El camarero le dedicó una mirada de sesgo.

—Callas demasiado, deberías hablar más. —Le ordenó, expulsando el humo del hachís al aire, coloreándolo de un gris denso.

—Vale—la seguridad de Fernando se vio reflejada en su tono de piel. Trago saliva, como si le costara expulsar las palabras, o se fuera a atragantar con ellas—. Se llama, Virginia.

En la inocencia de su ánimo, estaba la salvación de Fernando, pensaba Ramón.

—¡Anda, y es virgen!—Exclamó el camarero, como comentario propio en voz alta—, ¡like a virgin!—Canturreó.

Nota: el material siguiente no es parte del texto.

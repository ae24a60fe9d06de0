use crate::config::TaskflowConfig;
use crate::error::{Result, TaskflowError};
use crate::feature::Story;
use crate::paths;
use git2::{BranchType, ErrorCode, Repository};
use std::path::Path;
use std::process::Command;

/// Message used for stashes this module creates, so a user can recognise
/// them in `git stash list`.
pub const STASH_MESSAGE: &str = "taskflow auto-stash";

// ---------------------------------------------------------------------------
// BranchOutcome / StashDisposition
// ---------------------------------------------------------------------------

/// What happened to dirty working-tree changes during a branch switch.
#[derive(Debug, Clone, Copy, PartialEq, Eq)]
pub enum StashDisposition {
    /// The worktree was clean; nothing was stashed.
    Clean,
    /// Changes were stashed before the switch and popped back after it.
    Restored,
    /// Changes were stashed but the pop failed; they remain in the stash.
    LeftStashed,
}

/// Result of [`verify_branch`]. Partial failures that do not invalidate the
/// switch (a failed pull, a failed stash pop) surface here as values rather
/// than errors.
#[derive(Debug, Clone)]
pub struct BranchOutcome {
    /// The branch the repository is now on.
    pub branch: String,
    /// False when the repository was already on the expected branch.
    pub switched: bool,
    pub stash: StashDisposition,
    pub warnings: Vec<String>,
}

// ---------------------------------------------------------------------------
// Branch naming
// ---------------------------------------------------------------------------

/// The branch a story's work belongs on, from the configured templates.
///
/// Stories in the intermittent bucket use `intermittent_template`, all
/// others `story_template`. `{story_id}` expands to the dotted story ID and
/// `{slug}` to the slugified story title.
pub fn expected_branch(story: &Story, config: &TaskflowConfig) -> String {
    let template = if story.id.feature_id().is_intermittent() {
        &config.branch.intermittent_template
    } else {
        &config.branch.story_template
    };
    template
        .replace("{story_id}", &story.id.to_string())
        .replace("{slug}", &paths::slugify(&story.title))
}

// ---------------------------------------------------------------------------
// Branch verification and switching
// ---------------------------------------------------------------------------

/// Put the repository on the story's expected branch, carrying any dirty
/// working-tree changes across the switch.
///
/// The sequence:
/// 1. discover the repository (no repository ⇒
///    [`TaskflowError::VersionControlUnavailable`]);
/// 2. return early when already on the expected branch;
/// 3. stash dirty changes, untracked files included, under
///    [`STASH_MESSAGE`];
/// 4. check out the branch if it exists, otherwise create it from the
///    configured base after a `git pull` on the base; a pull failure
///    (offline work) downgrades to a warning;
/// 5. re-read HEAD and fail with [`TaskflowError::BranchMismatch`] if the
///    switch did not take, including the exact recovery command;
/// 6. pop the stash. A failed pop is reported as a warning naming
///    `git stash pop`; the branch switch is not rolled back, because the
///    changes are safe in the stash and the branch is correct.
///
/// The sequence is not transactional. A failure once step 3 has stashed is
/// never rolled back; instead the returned error names the stash and the
/// `git stash pop` that recovers the work.
pub fn verify_branch(
    repo_root: &Path,
    story: &Story,
    config: &TaskflowConfig,
) -> Result<BranchOutcome> {
    let expected = expected_branch(story, config);
    let repo = open_repo(repo_root)?;
    let mut warnings = Vec::new();

    if current_branch(&repo)?.as_deref() == Some(expected.as_str()) {
        return Ok(BranchOutcome {
            branch: expected,
            switched: false,
            stash: StashDisposition::Clean,
            warnings,
        });
    }

    let stashed = if has_uncommitted_changes(&repo)? {
        run_git(repo_root, &["stash", "push", "-u", "-m", STASH_MESSAGE])
            .map_err(|e| git_failed("stash push", &e))?;
        true
    } else {
        false
    };

    if let Err(e) = switch_to(repo_root, &repo, &expected, config, &mut warnings) {
        return Err(if stashed { stash_rescue(e) } else { e });
    }

    let stash = if stashed {
        match run_git(repo_root, &["stash", "pop"]) {
            Ok(_) => StashDisposition::Restored,
            Err(e) => {
                warnings.push(format!(
                    "stash pop failed: {e}; your changes are kept in the stash, \
                     resolve and run `git stash pop`"
                ));
                StashDisposition::LeftStashed
            }
        }
    } else {
        StashDisposition::Clean
    };

    Ok(BranchOutcome {
        branch: expected,
        switched: true,
        stash,
        warnings,
    })
}

/// Check out `expected`, creating it from the configured base when absent,
/// then confirm HEAD actually landed on it.
fn switch_to(
    repo_root: &Path,
    repo: &Repository,
    expected: &str,
    config: &TaskflowConfig,
    warnings: &mut Vec<String>,
) -> Result<()> {
    if branch_exists(repo, expected) {
        run_git(repo_root, &["checkout", expected]).map_err(|e| git_failed("checkout", &e))?;
    } else {
        run_git(repo_root, &["checkout", &config.branch.base])
            .map_err(|e| git_failed("checkout", &e))?;
        if let Err(e) = run_git(repo_root, &["pull"]) {
            warnings.push(format!(
                "could not pull '{}' before branching, continuing from the local tip: {e}",
                config.branch.base
            ));
        }
        run_git(repo_root, &["checkout", "-b", expected])
            .map_err(|e| git_failed("checkout -b", &e))?;
    }

    let actual = current_branch(repo)?.unwrap_or_else(|| "(detached HEAD)".to_string());
    if actual != expected {
        return Err(TaskflowError::BranchMismatch {
            expected: expected.to_string(),
            actual,
            recovery: format!("git checkout {expected}"),
        });
    }
    Ok(())
}

/// Extend a post-stash failure so its message names the stash and the exact
/// command that recovers the work.
fn stash_rescue(err: TaskflowError) -> TaskflowError {
    let hint = format!(
        "your changes are stashed under '{STASH_MESSAGE}'; \
         run `git stash pop` to recover them"
    );
    match err {
        TaskflowError::VersionControlUnavailable(msg) => {
            TaskflowError::VersionControlUnavailable(format!("{msg}; {hint}"))
        }
        TaskflowError::BranchMismatch {
            expected,
            actual,
            recovery,
        } => TaskflowError::BranchMismatch {
            expected,
            actual,
            recovery: format!("{recovery} && git stash pop"),
        },
        other => TaskflowError::VersionControlUnavailable(format!("{other}; {hint}")),
    }
}

// ---------------------------------------------------------------------------
// Repository plumbing
// ---------------------------------------------------------------------------
//
// Reads go through libgit2; mutations (stash, checkout, pull) shell out to
// `git`, whose behavior around hooks, config and stash edge cases is what
// users expect.

fn open_repo(root: &Path) -> Result<Repository> {
    let repo = Repository::discover(root).map_err(|e| {
        if e.code() == ErrorCode::NotFound {
            TaskflowError::VersionControlUnavailable(format!(
                "no git repository at {}",
                root.display()
            ))
        } else {
            TaskflowError::Git(e)
        }
    })?;
    if repo.is_bare() {
        return Err(TaskflowError::VersionControlUnavailable(
            "bare repositories have no working tree to switch".to_string(),
        ));
    }
    Ok(repo)
}

/// The checked-out branch's short name, or `None` for a detached or unborn
/// HEAD.
fn current_branch(repo: &Repository) -> Result<Option<String>> {
    match repo.head() {
        Ok(head) if head.is_branch() => Ok(head.shorthand().map(String::from)),
        Ok(_) => Ok(None),
        Err(e) if e.code() == ErrorCode::UnbornBranch => Ok(None),
        Err(e) => Err(e.into()),
    }
}

fn branch_exists(repo: &Repository, name: &str) -> bool {
    repo.find_branch(name, BranchType::Local).is_ok()
}

fn has_uncommitted_changes(repo: &Repository) -> Result<bool> {
    let statuses = repo.statuses(None)?;
    for entry in statuses.iter() {
        let status = entry.status();
        if !status.is_ignored() && !status.is_empty() {
            return Ok(true);
        }
    }
    Ok(false)
}

/// Run a git subcommand in `root`. `Err` carries trimmed stderr.
fn run_git(root: &Path, args: &[&str]) -> std::result::Result<String, String> {
    let output = Command::new("git")
        .args(args)
        .current_dir(root)
        .output()
        .map_err(|e| format!("failed to run git: {e}"))?;
    if !output.status.success() {
        return Err(String::from_utf8_lossy(&output.stderr).trim().to_string());
    }
    Ok(String::from_utf8_lossy(&output.stdout).into_owned())
}

fn git_failed(what: &str, detail: &str) -> TaskflowError {
    TaskflowError::VersionControlUnavailable(format!("git {what} failed: {detail}"))
}

// ---------------------------------------------------------------------------
// Tests
// ---------------------------------------------------------------------------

—Me alegro que estés con ella, te lo merecías, Fernando. Ningún hombre es una isla.

La frase de José produjo un incómodo pero reflexivo silencio.

—Continúa, que estoy intrigado. —Dijo Ramón.

—Sí, por favor, Fernando. Es más interesante que el último artículo que leí en la revista “los secretos peor guardados”; ¡y eso que era interesantísima!—Jacobo se frotó las manos, ilustrando su entusiasmo.

Fernando se apagó de nuevo, en la incapacidad de tener iniciativa. Su postura, era semejante a cuando un niño había hecho algo malo, o, como si su creador se hubiera arrepentido de hacerlo, apagando sus rasgos: tanto de voz, como de piel humana. Condenado a un censurable olvido.